_Task description:_ What is needed here is an exact transcription of all the entries.

(Stored data entries)
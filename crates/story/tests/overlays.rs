mod common;

use std::sync::Arc;

use common::*;
use pretty_assertions::assert_eq;
use serde_json::json;
use story::{AssetHandle, Capabilities, InputEvent, StoryConfig, StorySession};

fn visible(session: &story::StorySession<RecordingHost>) -> Vec<String> {
    session.host().visible_overlays.iter().cloned().collect()
}

#[test]
fn antifouling_shows_its_layer_and_clearing_hides_it() {
    let mut session = container_session();
    session.handle_input(InputEvent::FollowLink("annotation:Antifouling".into()));
    assert_eq!(visible(&session), vec!["AFP_CuO"]);
    assert!(session.host().panel_visible);
    assert!(session.host().outlet.is_some());

    session.handle_input(InputEvent::Key("Escape".into()));
    assert!(visible(&session).is_empty());
    assert!(!session.host().panel_visible);
    assert_eq!(session.host().outlet, None);
}

#[test]
fn selection_made_before_its_layer_arrives_shows_it_on_arrival() {
    let host = RecordingHost {
        fully_loaded: true,
        ..RecordingHost::default()
    };
    let mut session = StorySession::new(Arc::new(fixture()), StoryConfig::default(), host);
    session.start(Capabilities::all()).unwrap();
    session.handle_input(InputEvent::SelectShip("container".into()));
    session.handle_input(InputEvent::FollowLink("Antifouling".into()));
    assert!(visible(&session).is_empty());
    assert!(!session.host().panel_visible);

    session.on_overlays_loaded(["AFP_CuO", "SCRUB_W_CLOSED"]);
    assert_eq!(visible(&session), vec!["AFP_CuO"]);
    assert!(session.host().panel_visible);

    session.handle_input(InputEvent::Key("Escape".into()));
    session.on_overlays_loaded(["STERN_TUBE"]);
    assert!(visible(&session).is_empty());
}

#[test]
fn at_most_one_data_layer_is_ever_visible() {
    let catalog = catalog::StoryCatalog::builtin().unwrap();
    let mut session = session_with(catalog, StoryConfig::default());
    let inputs = [
        "ArrowRight",
        "ArrowRight",
        "PageDown",
        "ArrowLeft",
        "ArrowLeft",
        "Escape",
        "PageDown",
        "ArrowRight",
        "ArrowRight",
        "ArrowRight",
        "ArrowRight",
        "ArrowRight",
        "ArrowRight",
        "ArrowRight",
        "ArrowRight",
        "ArrowRight",
        "ArrowRight",
        "ArrowRight",
        "PageUp",
        "ArrowLeft",
    ];
    for key in inputs {
        session.handle_input(InputEvent::Key(key.into()));
        assert!(session.host().visible_overlays.len() <= 1, "after {key}");
        assert_eq!(
            session.adapter().overlays().visible(),
            session.host().visible_overlays.iter().next().map(String::as_str)
        );
    }
    for name in ["Antifouling", "Scrubber water", "Propeller shaft lubricants", "Exhaust gas"] {
        session.handle_input(InputEvent::FollowLink(name.into()));
        assert!(session.host().visible_overlays.len() <= 1);
    }
    assert_eq!(session.host().max_visible_overlays, 1);
}

#[test]
fn selection_without_layer_hides_the_previous_one() {
    let mut session = container_session();
    session.handle_input(InputEvent::FollowLink("Antifouling".into()));
    session.handle_input(InputEvent::FollowLink("Anchorage".into()));
    assert!(visible(&session).is_empty());
    assert!(!session.host().panel_visible);
}

#[test]
fn ship_model_loads_once_and_late_loads_do_not_switch_ships() {
    let mut session = session_with(fixture(), StoryConfig::default());
    session.tick(1.0 / 60.0);
    assert_eq!(session.host().loads.len(), 1);
    let tanker = session.host().loads[0].clone();
    assert_eq!(tanker.path, "resources/tanker.glb");

    session.handle_input(InputEvent::SelectShip("container".into()));
    session.tick(1.0 / 60.0);
    let container = session.host().loads[1].clone();
    let home = session.camera_pose();

    session.on_asset_loaded(tanker.ticket, Ok(AssetHandle(1))).unwrap();
    assert!(session.host().shown_ships.is_empty());
    assert_eq!(session.camera_pose(), home);
    assert_eq!(session.metrics().counter("stale_completions"), 1);

    session.on_asset_loaded(container.ticket, Ok(AssetHandle(2))).unwrap();
    assert_eq!(session.host().shown_ships, vec!["container"]);

    // Cached now: switching back shows it right away without a new load.
    session.handle_input(InputEvent::SelectShip("tanker".into()));
    session.tick(1.0 / 60.0);
    assert_eq!(session.host().shown_ships, vec!["container", "tanker"]);
    assert_eq!(session.host().loads.len(), 2);
}

#[test]
fn duplicate_asset_completion_is_an_error() {
    let mut session = session_with(fixture(), StoryConfig::default());
    session.tick(1.0 / 60.0);
    let ticket = session.host().loads[0].ticket;
    session.on_asset_loaded(ticket, Ok(AssetHandle(1))).unwrap();
    let err = session.on_asset_loaded(ticket, Ok(AssetHandle(1))).unwrap_err();
    assert!(err.to_string().contains("already completed"), "{err}");
}

#[test]
fn auxiliary_model_follows_selection() {
    let catalog = catalog::StoryCatalog::builtin().unwrap();
    let mut session = session_with(catalog, StoryConfig::default());
    session.handle_input(InputEvent::SelectShip("container".into()));
    session.handle_input(InputEvent::FollowLink("Container loss".into()));
    session.tick(1.0 / 60.0);
    let model = session
        .host()
        .loads
        .iter()
        .find(|l| l.path == "resources/lost_container.glb")
        .cloned()
        .unwrap();

    session.on_asset_loaded(model.ticket, Ok(AssetHandle(9))).unwrap();
    assert_eq!(session.host().model.as_deref(), Some("resources/lost_container.glb"));

    session.handle_input(InputEvent::FollowLink("Anchorage".into()));
    assert_eq!(session.host().model, None);
    session.handle_input(InputEvent::FollowLink("Container loss".into()));
    assert_eq!(session.host().attached.len(), 2);
}

#[test]
fn powertrain_hides_water_until_deselected() {
    let catalog = catalog::StoryCatalog::builtin().unwrap();
    let mut session = session_with(catalog, StoryConfig::default());
    session.handle_input(InputEvent::SelectShip("container".into()));
    session.handle_input(InputEvent::FollowLink("Powertrain".into()));
    assert!(session.host().water_hidden);
    session.handle_input(InputEvent::Key("Escape".into()));
    assert!(!session.host().water_hidden);
}

#[test]
fn inline_chart_renders_and_late_rows_do_not_revive_it() {
    let catalog = catalog::StoryCatalog::builtin().unwrap();
    let with_inline_data = catalog
        .annotations
        .iter()
        .find(|(_, a)| a.plot_spec.as_ref().is_some_and(|s| s.get("data").is_some()))
        .map(|(_, a)| a.name.clone())
        .unwrap();
    let mut session = session_with(catalog, StoryConfig::default());
    session.handle_input(InputEvent::SelectShip("container".into()));
    session.handle_input(InputEvent::FollowLink(with_inline_data));
    assert!(session.host().chart.is_some());

    session.handle_input(InputEvent::Key("Escape".into()));
    assert_eq!(session.host().chart, None);
    session.on_chart_rows(vec![json!({"year": "2021", "nShips": 4564})]);
    assert_eq!(session.host().chart, None);
}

_Result for this task:_
filename crates/story/tests/overlays.rs
mod common;

use std::sync::Arc;

use common::*;
use pretty_assertions::assert_eq;
use serde_json::json;
use story::{AssetHandle, Capabilities, InputEvent, StoryConfig, StorySession};

fn visible(session: &story::StorySession<RecordingHost>) -> Vec<String> {
    session.host().visible_overlays.iter().cloned().collect()
}

#[test]
fn antifouling_shows_its_layer_and_clearing_hides_it() {
    let mut session = container_session();
    session.handle_input(InputEvent::FollowLink("annotation:Antifouling".into()));
    assert_eq!(visible(&session), vec!["AFP_CuO"]);
    assert!(session.host().panel_visible);
    assert!(session.host().outlet.is_some());

    session.handle_input(InputEvent::Key("Escape".into()));
    assert!(visible(&session).is_empty());
    assert!(!session.host().panel_visible);
    assert_eq!(session.host().outlet, None);
}

#[test]
fn selection_made_before_its_layer_arrives_shows_it_on_arrival() {
    let host = RecordingHost {
        fully_loaded: true,
        ..RecordingHost::default()
    };
    let mut session = StorySession::new(Arc::new(fixture()), StoryConfig::default(), host);
    session.start(Capabilities::all()).unwrap();
    session.handle_input(InputEvent::SelectShip("container".into()));
    session.handle_input(InputEvent::FollowLink("Antifouling".into()));
    assert!(visible(&session).is_empty());
    assert!(!session.host().panel_visible);

    session.on_overlays_loaded(["AFP_CuO", "SCRUB_W_CLOSED"]);
    assert_eq!(visible(&session), vec!["AFP_CuO"]);
    assert!(session.host().panel_visible);

    session.handle_input(InputEvent::Key("Escape".into()));
    session.on_overlays_loaded(["STERN_TUBE"]);
    assert!(visible(&session).is_empty());
}

#[test]
fn at_most_one_data_layer_is_ever_visible() {
    let catalog = catalog::StoryCatalog::builtin().unwrap();
    let mut session = session_with(catalog, StoryConfig::default());
    let inputs = [
        "ArrowRight",
        "ArrowRight",
        "PageDown",
        "ArrowLeft",
        "ArrowLeft",
        "Escape",
        "PageDown",
        "ArrowRight",
        "ArrowRight",
        "ArrowRight",
        "ArrowRight",
        "ArrowRight",
        "ArrowRight",
        "ArrowRight",
        "ArrowRight",
        "ArrowRight",
        "ArrowRight",
        "ArrowRight",
        "PageUp",
        "ArrowLeft",
    ];
    for key in inputs {
        session.handle_input(InputEvent::Key(key.into()));
        assert!(session.host().visible_overlays.len() <= 1, "after {key}");
        assert_eq!(
            session.adapter().overlays().visible(),
            session.host().visible_overlays.iter().next().map(String::as_str)
        );
    }
    for name in ["Antifouling", "Scrubber water", "Propeller shaft lubricants", "Exhaust gas"] {
        session.handle_input(InputEvent::FollowLink(name.into()));
        assert!(session.host().visible_overlays.len() <= 1);
    }
    assert_eq!(session.host().max_visible_overlays, 1);
}

#[test]
fn selection_without_layer_hides_the_previous_one() {
    let mut session = container_session();
    session.handle_input(InputEvent::FollowLink("Antifouling".into()));
    session.handle_input(InputEvent::FollowLink("Anchorage".into()));
    assert!(visible(&session).is_empty());
    assert!(!session.host().panel_visible);
}

#[test]
fn ship_model_loads_once_and_late_loads_do_not_switch_ships() {
    let mut session = session_with(fixture(), StoryConfig::default());
    session.tick(1.0 / 60.0);
    assert_eq!(session.host().loads.len(), 1);
    let tanker = session.host().loads[0].clone();
    assert_eq!(tanker.path, "resources/tanker.glb");

    session.handle_input(InputEvent::SelectShip("container".into()));
    session.tick(1.0 / 60.0);
    let container = session.host().loads[1].clone();
    let home = session.camera_pose();

    session.on_asset_loaded(tanker.ticket, Ok(AssetHandle(1))).unwrap();
    assert!(session.host().shown_ships.is_empty());
    assert_eq!(session.camera_pose(), home);
    assert_eq!(session.metrics().counter("stale_completions"), 1);

    session.on_asset_loaded(container.ticket, Ok(AssetHandle(2))).unwrap();
    assert_eq!(session.host().shown_ships, vec!["container"]);

    // Cached now: switching back shows it right away without a new load.
    session.handle_input(InputEvent::SelectShip("tanker".into()));
    session.tick(1.0 / 60.0);
    assert_eq!(session.host().shown_ships, vec!["container", "tanker"]);
    assert_eq!(session.host().loads.len(), 2);
}

#[test]
fn duplicate_asset_completion_is_an_error() {
    let mut session = session_with(fixture(), StoryConfig::default());
    session.tick(1.0 / 60.0);
    let ticket = session.host().loads[0].ticket;
    session.on_asset_loaded(ticket, Ok(AssetHandle(1))).unwrap();
    let err = session.on_asset_loaded(ticket, Ok(AssetHandle(1))).unwrap_err();
    assert!(err.to_string().contains("already completed"), "{err}");
}

#[test]
fn auxiliary_model_follows_selection() {
    let catalog = catalog::StoryCatalog::builtin().unwrap();
    let mut session = session_with(catalog, StoryConfig::default());
    session.handle_input(InputEvent::SelectShip("container".into()));
    session.handle_input(InputEvent::FollowLink("Container loss".into()));
    session.tick(1.0 / 60.0);
    let model = session
        .host()
        .loads
        .iter()
        .find(|l| l.path == "resources/lost_container.glb")
        .cloned()
        .unwrap();

    session.on_asset_loaded(model.ticket, Ok(AssetHandle(9))).unwrap();
    assert_eq!(session.host().model.as_deref(), Some("resources/lost_container.glb"));

    session.handle_input(InputEvent::FollowLink("Anchorage".into()));
    assert_eq!(session.host().model, None);
    session.handle_input(InputEvent::FollowLink("Container loss".into()));
    assert_eq!(session.host().attached.len(), 2);
}

#[test]
fn powertrain_hides_water_until_deselected() {
    let catalog = catalog::StoryCatalog::builtin().unwrap();
    let mut session = session_with(catalog, StoryConfig::default());
    session.handle_input(InputEvent::SelectShip("container".into()));
    session.handle_input(InputEvent::FollowLink("Powertrain".into()));
    assert!(session.host().water_hidden);
    session.handle_input(InputEvent::Key("Escape".into()));
    assert!(!session.host().water_hidden);
}

#[test]
fn inline_chart_renders_and_late_rows_do_not_revive_it() {
    let catalog = catalog::StoryCatalog::builtin().unwrap();
    let with_inline_data = catalog
        .annotations
        .iter()
        .find(|(_, a)| a.plot_spec.as_ref().is_some_and(|s| s.get("data").is_some()))
        .map(|(_, a)| a.name.clone())
        .unwrap();
    let mut session = session_with(catalog, StoryConfig::default());
    session.handle_input(InputEvent::SelectShip("container".into()));
    session.handle_input(InputEvent::FollowLink(with_inline_data));
    assert!(session.host().chart.is_some());

    session.handle_input(InputEvent::Key("Escape".into()));
    assert_eq!(session.host().chart, None);
    session.on_chart_rows(vec![json!({"year": "2021", "nShips": 4564})]);
    assert_eq!(session.host().chart, None);
}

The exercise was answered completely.